As circunstâncias que nos deparamos hoje no campo dos microcontroladores têm os seus primórdios no desenvolvimento da tecnologia dos circuitos integrados. Este desenvolvimento tornou possível armazenar centenas de milhares de transístores num único chip. Isso constituiu um pré-requisito para a produção de microprocessadores e, os primeiros computadores foram construídos adicionando periféricos externos tais como memória, linhas de entrada e saída, temporizadores e outros. Um crescente aumento do nível de integração, permitiu o aparecimento de circuitos integrados contendo simultaneamente processador e periféricos. Foi assim que o primeiro chip contendo um microcomputador e que mais tarde haveria de ser designado por microcontrolador, apareceu.
História
É no ano de 1969 que uma equipa de engenheiros japoneses pertencentes à companhia BUSICOM chega aos Estados Unidos com a encomenda de alguns circuitos integrados para calculadoras a serem implementados segundo os seus projectos.
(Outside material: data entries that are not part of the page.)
use std::fmt;

use serde::Serialize;

use crate::error::{Result, StyleGuardError};

use super::category::Category;
use super::suppress::SuppressionRegistry;

/// One style problem located in a file. `line` 0 means the finding
/// applies to the file as a whole.
#[derive(Debug, Clone, PartialEq, Eq, Serialize)]
pub struct Finding {
    pub line: usize,
    pub category: Category,
    pub confidence: u8,
    pub message: String,
}

impl fmt::Display for Finding {
    fn fmt(&self, f: &mut fmt::Formatter<'_>) -> fmt::Result {
        write!(
            f,
            "{}  [{}] [{}]",
            self.message, self.category, self.confidence
        )
    }
}

/// A single `+`/`-` category-prefix filter rule. Rules are applied in
/// order and the last matching rule wins; the default is to accept.
#[derive(Debug, Clone, PartialEq, Eq)]
pub enum FilterRule {
    Allow(String),
    Deny(String),
}

impl FilterRule {
    /// Parses a comma-separated filter spec such as
    /// `-whitespace,+whitespace/braces`. Every entry must carry a sign.
    pub fn parse_list(spec: &str) -> Result<Vec<Self>> {
        let mut rules = Vec::new();
        for entry in spec.split(',') {
            let entry = entry.trim();
            if entry.is_empty() {
                continue;
            }
            if let Some(prefix) = entry.strip_prefix('+') {
                rules.push(Self::Allow(prefix.to_string()));
            } else if let Some(prefix) = entry.strip_prefix('-') {
                rules.push(Self::Deny(prefix.to_string()));
            } else {
                return Err(StyleGuardError::Config(format!(
                    "Every filter in --filter must start with + or -: '{entry}'"
                )));
            }
        }
        Ok(rules)
    }
}

/// Immutable per-run reporting options, shared across files.
#[derive(Debug, Clone)]
pub struct LintOptions {
    /// Findings below this confidence are dropped (0-5).
    pub verbose_level: u8,
    pub filters: Vec<FilterRule>,
}

impl Default for LintOptions {
    fn default() -> Self {
        Self {
            verbose_level: 1,
            filters: Vec::new(),
        }
    }
}

impl LintOptions {
    fn should_print(&self, category: Category, confidence: u8) -> bool {
        if confidence < self.verbose_level {
            return false;
        }
        let mut filtered = false;
        for rule in &self.filters {
            match rule {
                FilterRule::Deny(prefix) if category.as_str().starts_with(prefix.as_str()) => {
                    filtered = true;
                }
                FilterRule::Allow(prefix) if category.as_str().starts_with(prefix.as_str()) => {
                    filtered = false;
                }
                _ => {}
            }
        }
        !filtered
    }
}

/// Collects findings for one file, applying NOLINT suppressions, the
/// verbosity threshold, and the category filters at report time.
pub struct ErrorSink<'a> {
    options: &'a LintOptions,
    suppressions: SuppressionRegistry,
    findings: Vec<Finding>,
}

impl<'a> ErrorSink<'a> {
    #[must_use]
    pub fn new(options: &'a LintOptions) -> Self {
        Self {
            options,
            suppressions: SuppressionRegistry::new(),
            findings: Vec::new(),
        }
    }

    /// Records a finding unless a NOLINT on its line, the verbosity
    /// threshold, or a filter rule drops it.
    pub fn error(&mut self, linenum: usize, category: Category, confidence: u8, message: &str) {
        if self.suppressions.is_suppressed(category, linenum) {
            return;
        }
        if !self.options.should_print(category, confidence) {
            return;
        }
        self.findings.push(Finding {
            line: linenum,
            category,
            confidence,
            message: message.to_string(),
        });
    }

    /// Scans a raw source line for a NOLINT annotation. Unknown category
    /// names inside `NOLINT(...)` are reported, and are themselves
    /// suppressible by a `readability/nolint` entry on the same line.
    pub fn parse_nolint(&mut self, raw_line: &str, linenum: usize) {
        let unknown = self.suppressions.parse(raw_line, linenum);
        for name in unknown {
            self.error(
                linenum,
                Category::ReadabilityNolint,
                5,
                &format!("Unknown NOLINT error category: {name}"),
            );
        }
    }

    #[must_use]
    pub fn into_findings(self) -> Vec<Finding> {
        self.findings
    }
}

#[cfg(test)]
#[path = "sink_tests.rs"]
mod tests;
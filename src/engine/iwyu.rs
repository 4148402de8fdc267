use indexmap::IndexMap;
use regex::Regex;

use super::category::Category;
use super::cleanse::{CleansedLines, cleanse_comments};
use super::file_info::FileInfo;
use super::includes::IncludeState;
use super::sink::ErrorSink;

/// Reads companion files during include-what-you-use resolution. The
/// filesystem implementation is swapped out in tests.
pub trait FileReader {
    /// Returns the file's lines, or `None` if it cannot be read.
    fn open(&self, path: &str) -> Option<Vec<String>>;
}

/// Reads companion headers straight from disk, tolerating invalid
/// UTF-8 the same way the main driver does.
pub struct FsFileReader;

impl FileReader for FsFileReader {
    fn open(&self, path: &str) -> Option<Vec<String>> {
        let bytes = std::fs::read(path).ok()?;
        Some(
            String::from_utf8_lossy(&bytes)
                .lines()
                .map(str::to_string)
                .collect(),
        )
    }
}

/// `<algorithm>` functions commonly used unqualified.
const ALGORITHM_FUNCTIONS: &[&str] = &[
    "copy",
    "max",
    "min",
    "min_element",
    "sort",
    "swap",
    "transform",
];

/// Standard templates and the headers that define them.
const TEMPLATE_HEADERS: &[(&str, &[&str])] = &[
    ("<deque>", &["deque"]),
    (
        "<functional>",
        &[
            "unary_function",
            "binary_function",
            "plus",
            "minus",
            "multiplies",
            "divides",
            "modulus",
            "negate",
            "equal_to",
            "not_equal_to",
            "greater",
            "less",
            "greater_equal",
            "less_equal",
            "logical_and",
            "logical_or",
            "logical_not",
            "unary_negate",
            "not1",
            "binary_negate",
            "not2",
            "bind1st",
            "bind2nd",
            "pointer_to_unary_function",
            "pointer_to_binary_function",
            "ptr_fun",
            "mem_fun_t",
            "mem_fun",
            "mem_fun1_t",
            "mem_fun1_ref_t",
            "mem_fun_ref_t",
            "const_mem_fun_t",
            "const_mem_fun1_t",
            "const_mem_fun_ref_t",
            "const_mem_fun1_ref_t",
            "mem_fun_ref",
        ],
    ),
    ("<limits>", &["numeric_limits"]),
    ("<list>", &["list"]),
    ("<map>", &["map", "multimap"]),
    ("<memory>", &["allocator"]),
    ("<queue>", &["queue", "priority_queue"]),
    ("<set>", &["set", "multiset"]),
    ("<stack>", &["stack"]),
    ("<string>", &["char_traits", "basic_string"]),
    ("<utility>", &["pair"]),
    ("<vector>", &["vector"]),
    // gcc extensions, sorted by the include spelling.
    ("<hash_map>", &["hash_map", "hash_multimap"]),
    ("<hash_set>", &["hash_set", "hash_multiset"]),
    ("<slist>", &["slist"]),
];

struct SymbolPattern {
    pattern: Regex,
    header: &'static str,
    label: String,
}

/// Flags uses of standard symbols whose headers are not included,
/// directly or through the file's own header.
pub struct IncludeWhatYouUseResolver {
    string_re: Regex,
    include_re: Regex,
    algorithms: Vec<SymbolPattern>,
    templates: Vec<SymbolPattern>,
}

impl Default for IncludeWhatYouUseResolver {
    fn default() -> Self {
        Self::new()
    }
}

impl IncludeWhatYouUseResolver {
    /// # Panics
    /// Panics if the built-in regexes fail to compile.
    #[must_use]
    pub fn new() -> Self {
        let algorithms = ALGORITHM_FUNCTIONS
            .iter()
            .map(|name| SymbolPattern {
                // The [^>.] guard skips ->calls and obj.calls, which are
                // not the std:: function.
                pattern: Regex::new(&format!(r"[^>.]\b{name}(<.*?>)?\([^\)]"))
                    .expect("Invalid regex"),
                header: "<algorithm>",
                label: (*name).to_string(),
            })
            .collect();
        let templates = TEMPLATE_HEADERS
            .iter()
            .flat_map(|(header, names)| {
                names.iter().map(|name| SymbolPattern {
                    pattern: Regex::new(&format!(r"(<|\b){name}\s*<")).expect("Invalid regex"),
                    header,
                    label: format!("{name}<>"),
                })
            })
            .collect();
        Self {
            string_re: Regex::new(r"\bstring\b").expect("Invalid regex"),
            include_re: Regex::new(r#"^\s*#\s*include\s*([<"])([^>"]*)[>"]"#)
                .expect("Invalid regex"),
            algorithms,
            templates,
        }
    }

    /// Scans the collapsed lines for standard-symbol uses and reports
    /// the headers they need but which neither this file nor its own
    /// header includes. A `.cc` file whose own header cannot be located
    /// is skipped entirely rather than flooded with false positives.
    pub fn check(
        &self,
        filename: &str,
        clean_lines: &CleansedLines,
        include_state: &IncludeState,
        sink: &mut ErrorSink,
        reader: &dyn FileReader,
    ) {
        // header name -> (reporting line, symbol label), first-seen order
        let mut required: IndexMap<&'static str, (usize, String)> = IndexMap::new();

        for (linenum, line) in clean_lines.elided.iter().enumerate() {
            if line.is_empty() || line.starts_with('#') {
                continue;
            }

            if let Some(m) = self.string_re.find(line) {
                let prefix = &line[..m.start()];
                if prefix.ends_with("std::") || !prefix.ends_with("::") {
                    required.insert("<string>", (linenum, "string".to_string()));
                }
            }

            for symbol in &self.algorithms {
                if symbol.pattern.is_match(line) {
                    required.insert(symbol.header, (linenum, symbol.label.clone()));
                }
            }

            // Templates need a '<' to appear at all; skip the regex walk
            // otherwise.
            if !line.contains('<') {
                continue;
            }
            for symbol in &self.templates {
                if symbol.pattern.is_match(line) {
                    required.insert(symbol.header, (linenum, symbol.label.clone()));
                }
            }
        }

        // The file's own header covers whatever it includes.
        let mut all_includes = IncludeState::new();
        for (include, linenum) in include_state.iter() {
            all_includes.record(include, *linenum);
        }
        let abs_filename = FileInfo::new(filename).full_name();
        let abs_filename = abs_filename
            .strip_suffix("_flymake.cc")
            .map_or(abs_filename.clone(), |stem| format!("{stem}.cc"));

        let mut header_found = false;
        let headers: Vec<String> = include_state.iter().map(|(name, _)| name.clone()).collect();
        for header in &headers {
            let (same_module, common_path) = files_belong_to_same_module(&abs_filename, header);
            if same_module
                && self.update_include_state(
                    &format!("{common_path}{header}"),
                    &mut all_includes,
                    reader,
                )
            {
                header_found = true;
            }
        }

        if abs_filename.ends_with(".cc") && !header_found {
            return;
        }

        for (header, (linenum, label)) in required {
            let key = header.trim_matches(['<', '>', '"']);
            if all_includes.line_of(key).is_none() {
                sink.error(
                    linenum,
                    Category::BuildIncludeWhatYouUse,
                    4,
                    &format!("Add #include {header} for {label}"),
                );
            }
        }
    }

    /// Records the includes of `path` into `state`. Returns whether the
    /// file could be read at all.
    fn update_include_state(
        &self,
        path: &str,
        state: &mut IncludeState,
        reader: &dyn FileReader,
    ) -> bool {
        let Some(lines) = reader.open(path) else {
            return false;
        };
        for (linenum, line) in lines.iter().enumerate() {
            let clean_line = cleanse_comments(line);
            if let Some(caps) = self.include_re.captures(&clean_line) {
                state.record(&caps[2], linenum);
            }
        }
        true
    }
}

/// Whether `filename_h` could be the header `filename_cc` implements:
/// test and `-inl` suffixes stripped, `/public/` and `/internal/`
/// collapsed, and the header a path suffix of the source. Returns the
/// directory prefix the two share so the header can be opened.
#[must_use]
pub fn files_belong_to_same_module(filename_cc: &str, filename_h: &str) -> (bool, String) {
    let Some(cc) = filename_cc.strip_suffix(".cc") else {
        return (false, String::new());
    };
    let cc = cc.strip_suffix("_unittest").unwrap_or_else(|| {
        cc.strip_suffix("_test").unwrap_or(cc)
    });
    let cc = cc.replace("/public/", "/").replace("/internal/", "/");

    let Some(h) = filename_h.strip_suffix(".h") else {
        return (false, String::new());
    };
    let h = h.strip_suffix("-inl").unwrap_or(h);
    let h = h.replace("/public/", "/").replace("/internal/", "/");

    if cc.ends_with(&h) {
        let common_path = cc[..cc.len() - h.len()].to_string();
        (true, common_path)
    } else {
        (false, String::new())
    }
}


#[cfg(test)]
#[path = "iwyu_tests.rs"]
mod tests;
A proposta foi entregue à INTEL e Marcian Hoff foi o responsável pela sua concretização. Como ele tinha tido experiência de trabalho com um computador (PC) PDP8, lembrou-se de apresentar uma solução substancialmente diferente em vez da construção sugerida.
Esta solução pressupunha que a função do circuito integrado seria determinada por um programa nele armazenado. Isso significava que a configuração deveria ser mais simples, mas também era preciso muito mais memória que no caso do projecto proposto pelos engenheiros japoneses. Depois de algum tempo, embora os engenheiros japoneses tenham tentado encontrar uma solução mais fácil, a ideia de Marcian venceu e o primeiro microprocessador nasceu.
Ao transformar esta ideia num produto concreto, Frederico Faggin foi de uma grande utilidade para a INTEL. Ele transferiu-se para a INTEL e, em somente 9 meses, teve sucesso na criação de um produto real a partir da sua primeira concepção. Em 1971, a INTEL adquiriu os direitos sobre a venda deste bloco integral. Primeiro eles compraram a licença à companhia BUSICOM que não tinha a mínima percepção do tesouro que possuía.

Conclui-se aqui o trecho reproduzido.